PROVIDED RECORDS:
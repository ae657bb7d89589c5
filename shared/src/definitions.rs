//! Static actor definitions.
//!
//! Definitions are loaded once at world start and shared read-only between all
//! instances spawned from them. Nothing here is mutated at runtime.

use serde::{Deserialize, Serialize};

/// What kind of object a definition describes
#[derive(Debug, Clone, Copy, PartialEq, Eq, Hash, Serialize, Deserialize)]
pub enum ObjectKind {
    /// Hostile creature that walks, searches and attacks
    Monster,
    /// Town guard; hunts player killers and cannot be attacked
    Guard,
    /// Stationary trap that fires on whoever triggers it
    Trap,
    /// Object with health that can be destroyed but never acts
    Destructible,
    /// Ball that is pushed around instead of damaged
    SoccerBall,
    /// Passive non-player character such as a merchant
    PassiveNpc,
}

impl ObjectKind {
    /// Whether actors of this kind move around on their own
    pub fn can_walk(&self) -> bool {
        matches!(self, ObjectKind::Monster | ObjectKind::Guard)
    }

    /// Whether actors of this kind may not be placed in a safe zone
    pub fn avoids_safe_zone(&self) -> bool {
        matches!(self, ObjectKind::Monster | ObjectKind::Trap)
    }
}

/// Decision loop variant bound to an actor
#[derive(Debug, Clone, Copy, PartialEq, Eq, Hash, Serialize, Deserialize)]
pub enum IntelligenceKind {
    BasicMonster,
    Guard,
    /// Trap that fires when someone stands on it
    TrapPressure,
    /// Trap that fires at everyone in front of it
    TrapDirectionalArea,
}

/// Skill used by an actor when attacking
#[derive(Debug, Clone, PartialEq, Serialize, Deserialize)]
pub struct SkillDefinition {
    pub number: u16,
    pub name: String,
    /// Range in tiles
    pub range: u8,
    /// Flat damage added on top of the attacker's base damage
    #[serde(default)]
    pub damage: u32,
    /// Whether the skill hits every target in range instead of one
    #[serde(default)]
    pub area: bool,
}

/// Loot table entry
#[derive(Debug, Clone, PartialEq, Serialize, Deserialize)]
pub struct LootEntry {
    pub item_id: u32,
    pub drop_chance: f32, // 0.0 - 1.0
    pub min_quantity: u32,
    pub max_quantity: u32,
}

/// Static stats of a monster, trap, guard or other non-player character
#[derive(Debug, Clone, PartialEq, Serialize, Deserialize)]
pub struct ActorDefinition {
    pub number: u16,
    pub designation: String,
    pub kind: ObjectKind,
    #[serde(default = "default_level")]
    pub level: u16,
    pub max_health: u32,
    #[serde(default)]
    pub min_damage: u32,
    #[serde(default)]
    pub max_damage: u32,
    #[serde(default)]
    pub defense: u32,
    /// Range in tiles at which a target can be hit
    pub attack_range: u8,
    /// Range in tiles at which a target is noticed
    pub view_range: u8,
    /// Radius of random walks around the current position
    #[serde(default)]
    pub move_range: u8,
    /// Delay between two steps while walking
    #[serde(default = "default_move_delay")]
    pub move_delay_ms: u64,
    /// Delay between two decision ticks, and therefore between two attacks
    #[serde(default = "default_attack_delay")]
    pub attack_delay_ms: u64,
    #[serde(default = "default_respawn_delay")]
    pub respawn_delay_ms: u64,
    /// Maximum number of items dropped on death
    #[serde(default)]
    pub drop_count: u8,
    #[serde(default)]
    pub loot_table: Vec<LootEntry>,
    #[serde(default)]
    pub attack_skill: Option<SkillDefinition>,
    /// Overrides the intelligence implied by `kind`
    #[serde(default)]
    pub intelligence: Option<IntelligenceKind>,
}

fn default_level() -> u16 {
    1
}

fn default_move_delay() -> u64 {
    400
}

fn default_attack_delay() -> u64 {
    1500
}

fn default_respawn_delay() -> u64 {
    10_000
}

impl ActorDefinition {
    /// The intelligence an actor of this definition runs, if any
    pub fn intelligence_kind(&self) -> Option<IntelligenceKind> {
        if self.intelligence.is_some() {
            return self.intelligence;
        }

        match self.kind {
            ObjectKind::Monster => Some(IntelligenceKind::BasicMonster),
            ObjectKind::Guard => Some(IntelligenceKind::Guard),
            ObjectKind::Trap => Some(IntelligenceKind::TrapPressure),
            ObjectKind::Destructible | ObjectKind::SoccerBall | ObjectKind::PassiveNpc => None,
        }
    }
}
//! Headless actor simulation.
//!
//! Loads configuration, world data and terrain (falling back to built-in
//! defaults), populates one map and lets a few simulated players roam and
//! fight until the configured demo duration has passed.
//!
//! Usage: `npc-server [config.json] [world.json] [terrain.json]`

use std::path::Path;
use std::sync::atomic::{AtomicU64, Ordering};
use std::sync::Arc;
use std::time::Duration;

use log::{debug, error, info};
use npc_shared::{Direction, ObjectKind, Point};
use rand::Rng;

use npc_server::combat::{Attackable, Attacker};
use npc_server::config::CoreConfig;
use npc_server::entities::{NonPlayerCharacter, Player};
use npc_server::world::{GameMap, GridTerrain, KillListener, SpawnTable, WorldData, WorldEventState, WorldServices};

/// Map simulated by the demo
const MAP_ID: u16 = 0;

/// Delay between two actions of a simulated player
const PLAYER_ACTION_INTERVAL: Duration = Duration::from_millis(700);

/// Counts kills per map for the summary
#[derive(Default)]
struct KillCounter {
    kills: AtomicU64,
}

impl KillListener for KillCounter {
    fn on_killed(&self, victim: &NonPlayerCharacter, killer: &Arc<Player>) {
        let total = self.kills.fetch_add(1, Ordering::Relaxed) + 1;
        debug!("Kill #{}: {} {} by {}", total, victim.name(), victim.id(), killer.name());
    }
}

fn load_config(path: &str) -> CoreConfig {
    match CoreConfig::load_or_default(path) {
        Ok(config) => config,
        Err(e) => {
            error!("Failed to load configuration: {}", e);
            error!("Using default configuration");
            CoreConfig::default()
        }
    }
}

fn load_world(path: &str) -> WorldData {
    if !Path::new(path).exists() {
        info!("No world data at {:?}, using built-in world", path);
        return WorldData::built_in();
    }
    match WorldData::load(path) {
        Ok(data) => data,
        Err(e) => {
            error!("Failed to load world data: {}", e);
            error!("Using built-in world");
            WorldData::built_in()
        }
    }
}

/// 64x64 field with a safe town square in the corner and a wall
fn built_in_terrain() -> GridTerrain {
    let rows: Vec<String> = (0..64u8)
        .map(|y| {
            (0..64u8)
                .map(|x| match (x, y) {
                    (0..=4, 0..=4) => 'S',
                    (45, 5..=15) => '#',
                    _ => '.',
                })
                .collect()
        })
        .collect();
    GridTerrain::from_rows(&rows)
}

fn load_terrain(path: &str) -> GridTerrain {
    if !Path::new(path).exists() {
        info!("No terrain at {:?}, using built-in terrain", path);
        return built_in_terrain();
    }
    match GridTerrain::load(path) {
        Ok(terrain) => terrain,
        Err(e) => {
            error!("Failed to load terrain: {}", e);
            error!("Using built-in terrain");
            built_in_terrain()
        }
    }
}

/// Attack something next to the player, or take a random step
async fn simulate_player(map: Arc<GameMap>, player: Arc<Player>) {
    let mut interval = tokio::time::interval(PLAYER_ACTION_INTERVAL);
    loop {
        interval.tick().await;

        if !player.is_alive() {
            info!("Player {} revives", player.name());
            player.revive();
            if let Err(e) = map.move_player(player.id(), Point::new(30, 30)).await {
                debug!("{} could not return to town: {}", player.name(), e);
            }
            continue;
        }

        let reachable = map
            .drops()
            .into_iter()
            .find(|dropped| dropped.position.is_in_range(player.position(), 1));
        if let Some(dropped) = reachable {
            match map.pick_up(dropped.id, &player) {
                Ok(picked) => info!("{} picked up {}x item {}", player.name(), picked.item.quantity, picked.item.item_id),
                Err(e) => debug!("{} could not pick up {}: {}", player.name(), dropped.id, e),
            }
            continue;
        }

        let victim = map
            .npcs_near(player.position(), 1)
            .into_iter()
            .find(|npc| {
                matches!(npc.kind(), ObjectKind::Monster | ObjectKind::Destructible | ObjectKind::SoccerBall)
                    && !npc.is_summoned()
            });
        if let Some(victim) = victim {
            let attacker: Arc<dyn Attacker> = player.clone();
            if let Err(e) = victim.attack_by(attacker, None).await {
                debug!("{} could not attack {}: {}", player.name(), victim.id(), e);
            }
            continue;
        }

        let step = {
            let toward = map
                .npcs_near(player.position(), 8)
                .into_iter()
                .find(|npc| npc.kind() == ObjectKind::Monster && !npc.is_summoned())
                .map(|npc| Direction::between(player.position(), npc.position()))
                .filter(|_| rand::thread_rng().gen_bool(0.7));
            player.position().step(toward.unwrap_or_else(Direction::random))
        };
        if let Some(step) = step.filter(|p| map.terrain().is_walkable(*p)) {
            if let Err(e) = map.move_player(player.id(), step).await {
                debug!("{} could not step to {}: {}", player.name(), step, e);
            }
        }
    }
}

#[tokio::main]
async fn main() {
    // Initialize logging
    env_logger::Builder::from_env(env_logger::Env::default().default_filter_or("info")).init();

    let args: Vec<String> = std::env::args().collect();
    let config_path = args.get(1).map(String::as_str).unwrap_or("config.json");
    let world_path = args.get(2).map(String::as_str).unwrap_or("world.json");
    let terrain_path = args.get(3).map(String::as_str).unwrap_or("terrain.json");

    info!("Starting actor simulation...");

    let config = load_config(config_path);
    let duration = Duration::from_secs(config.demo_duration_secs);
    let table = SpawnTable::new(load_world(world_path));
    let terrain = load_terrain(terrain_path);

    let events = Arc::new(WorldEventState::new());
    let services = WorldServices::new(config).with_events(events.clone());
    let map = GameMap::new(MAP_ID, terrain, services);

    let kills = Arc::new(KillCounter::default());
    map.add_kill_listener(kills.clone());
    table.populate(&map).await;

    // Simulated players
    let players = vec![
        Player::new(1, "Aria", Point::new(25, 25), 300),
        Player::new(2, "Borin", Point::new(32, 30), 300),
        Player::new(3, "Cyra", Point::new(36, 22), 300),
    ];
    for player in &players {
        map.add_player(player.clone()).await;
    }

    match table.definition(7) {
        Ok(wolf) => {
            if let Err(e) = map.summon_monster(&players[0], wolf).await {
                error!("Failed to summon: {}", e);
            }
        }
        Err(e) => debug!("No summon available: {}", e),
    }

    match map.create_gate(&players[2], players[2].position(), Point::new(40, 25)) {
        Ok(gate) => {
            if let Err(e) = gate.enter(&players[2]).await {
                debug!("Gate {} could not be entered: {}", gate.id(), e);
            }
        }
        Err(e) => error!("Failed to open gate: {}", e),
    }

    let tasks: Vec<_> = players
        .iter()
        .map(|player| tokio::spawn(simulate_player(map.clone(), player.clone())))
        .collect();

    info!("Simulation running for {:?}", duration);
    tokio::time::sleep(duration / 2).await;

    events.start_event(MAP_ID);
    let invaders = table.start_event(&map).await;
    info!("Event started with {} invaders", invaders);

    tokio::time::sleep(duration - duration / 2).await;
    for task in &tasks {
        task.abort();
    }

    for player in &players {
        info!(
            "{}: health {}, experience {}, money {}, {} items, {} notifications",
            player.name(),
            player.health(),
            player.experience(),
            player.money(),
            player.items().len(),
            player.notifications().len()
        );
    }
    info!(
        "{} kills, {} items on the ground, {} actors alive",
        kills.kills.load(Ordering::Relaxed),
        map.drops().len(),
        map.npcs().iter().filter(|npc| npc.is_alive()).count()
    );

    map.shutdown().await;
    info!("Simulation finished");
}
//! Lock-free health counter.

use std::sync::atomic::{AtomicI64, AtomicU32, Ordering};

/// Result of applying damage to a living health counter
#[derive(Debug, Clone, Copy, PartialEq, Eq)]
pub struct DamageApplied {
    pub remaining: u32,
    /// True for exactly one caller per life: the one whose damage took the
    /// counter from positive to zero or below
    pub lethal: bool,
}

/// Signed health counter updated with compare-and-swap.
///
/// Once the counter reaches zero it stays there until [`Health::reset`]
/// starts a new life; further damage or healing has no effect.
#[derive(Debug)]
pub struct Health {
    current: AtomicI64,
    maximum: AtomicU32,
}

impl Health {
    pub fn new(maximum: u32) -> Self {
        Self {
            current: AtomicI64::new(maximum as i64),
            maximum: AtomicU32::new(maximum),
        }
    }

    /// Start a new life at full health
    pub fn reset(&self, maximum: u32) {
        self.maximum.store(maximum, Ordering::Release);
        self.current.store(maximum as i64, Ordering::Release);
    }

    /// Current health, clamped at zero
    pub fn current(&self) -> u32 {
        self.current.load(Ordering::Acquire).clamp(0, u32::MAX as i64) as u32
    }

    pub fn maximum(&self) -> u32 {
        self.maximum.load(Ordering::Acquire)
    }

    pub fn is_depleted(&self) -> bool {
        self.current.load(Ordering::Acquire) <= 0
    }

    /// Subtract `amount`. Returns `None` if the counter was already depleted.
    pub fn apply_damage(&self, amount: u32) -> Option<DamageApplied> {
        let previous = self
            .current
            .fetch_update(Ordering::AcqRel, Ordering::Acquire, |current| {
                (current > 0).then(|| current - amount as i64)
            })
            .ok()?;

        let now = previous - amount as i64;
        Some(DamageApplied {
            remaining: now.max(0) as u32,
            lethal: now <= 0,
        })
    }
}
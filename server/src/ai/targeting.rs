//! Target selection strategies.

use std::sync::Arc;

use async_trait::async_trait;

use crate::ai::TickContext;
use crate::combat::{Attackable, TargetKind};
use crate::entities::NonPlayerCharacter;
use crate::observers::WorldObserver;

/// Decides whom an intelligence may attack
#[async_trait]
pub trait TargetingStrategy: Send + Sync {
    /// Every target that may be selected this tick
    async fn candidates(&self, cx: &TickContext<'_>) -> Vec<Arc<dyn Attackable>>;

    /// Pick one of the candidates. Defaults to the nearest; the first one
    /// wins ties.
    fn select(&self, cx: &TickContext<'_>, candidates: &[Arc<dyn Attackable>]) -> Option<Arc<dyn Attackable>> {
        let position = cx.npc.position();
        candidates
            .iter()
            .min_by(|a, b| {
                position
                    .distance_to(a.position())
                    .total_cmp(&position.distance_to(b.position()))
            })
            .cloned()
    }

    /// Whether a still valid target is kept between ticks
    fn keeps_target(&self) -> bool {
        true
    }

    /// Everyone hit by one attack on `target`
    fn volley(
        &self,
        _cx: &TickContext<'_>,
        target: &Arc<dyn Attackable>,
        _candidates: &[Arc<dyn Attackable>],
    ) -> Vec<Arc<dyn Attackable>> {
        vec![target.clone()]
    }

    /// Whether receiving a hit from `attacker` makes it the target
    fn retaliates_against(&self, _npc: &NonPlayerCharacter, _attacker: &Arc<dyn Attackable>) -> bool {
        true
    }
}

/// Eligible targets among the observers of the ticking actor and their
/// summons, within its view range
pub async fn observed_targets(cx: &TickContext<'_>) -> Vec<Arc<dyn Attackable>> {
    let position = cx.npc.position();
    let view_range = cx.npc.definition().view_range;

    let mut targets = Vec::new();
    for observer in cx.npc.observers().snapshot().await {
        let summon = observer.summon();
        if let Some(target) = WorldObserver::as_target(observer) {
            targets.push(target);
        }
        if let Some(summon) = summon {
            targets.push(summon);
        }
    }

    targets.retain(|target| {
        target.id() != cx.npc.id() && cx.is_eligible(target) && position.is_in_range(target.position(), view_range)
    });
    targets
}

/// Attacks the nearest observer
#[derive(Debug, Default)]
pub struct NearestTarget;

#[async_trait]
impl TargetingStrategy for NearestTarget {
    async fn candidates(&self, cx: &TickContext<'_>) -> Vec<Arc<dyn Attackable>> {
        observed_targets(cx).await
    }
}

/// Guards only hunt player killers
#[derive(Debug)]
pub struct GuardTargeting {
    /// Players whose player-kill level is above this are targeted
    pub threshold: u8,
}

#[async_trait]
impl TargetingStrategy for GuardTargeting {
    async fn candidates(&self, cx: &TickContext<'_>) -> Vec<Arc<dyn Attackable>> {
        let mut targets = observed_targets(cx).await;
        targets.retain(|target| {
            matches!(target.target_kind(), TargetKind::Player { player_kill_level } if player_kill_level > self.threshold)
        });
        targets
    }
}

/// Summons fight wild monsters around their owner, never players
#[derive(Debug, Default)]
pub struct SummonTargeting;

#[async_trait]
impl TargetingStrategy for SummonTargeting {
    async fn candidates(&self, cx: &TickContext<'_>) -> Vec<Arc<dyn Attackable>> {
        let Some(owner) = cx.npc.summoned_by() else {
            return Vec::new();
        };
        let view_range = cx.npc.definition().view_range;

        cx.map
            .npcs_near(owner.position(), view_range)
            .into_iter()
            .filter(|npc| npc.id() != cx.npc.id())
            .map(|npc| npc as Arc<dyn Attackable>)
            .filter(|target| target.target_kind().is_wild_monster() && cx.is_eligible(target))
            .collect()
    }

    fn retaliates_against(&self, npc: &NonPlayerCharacter, attacker: &Arc<dyn Attackable>) -> bool {
        let owner_id = npc.summoned_by().map(|owner| owner.id());
        attacker.target_kind().is_wild_monster() && Some(attacker.id()) != owner_id
    }
}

WORK TO COMPLETE:
Among the entries above, find every line holding "invaders" and copy it.

RESULT FOR THIS EXERCISE:
    let invaders = table.start_event(&map).await;
    info!("Event started with {} invaders", invaders);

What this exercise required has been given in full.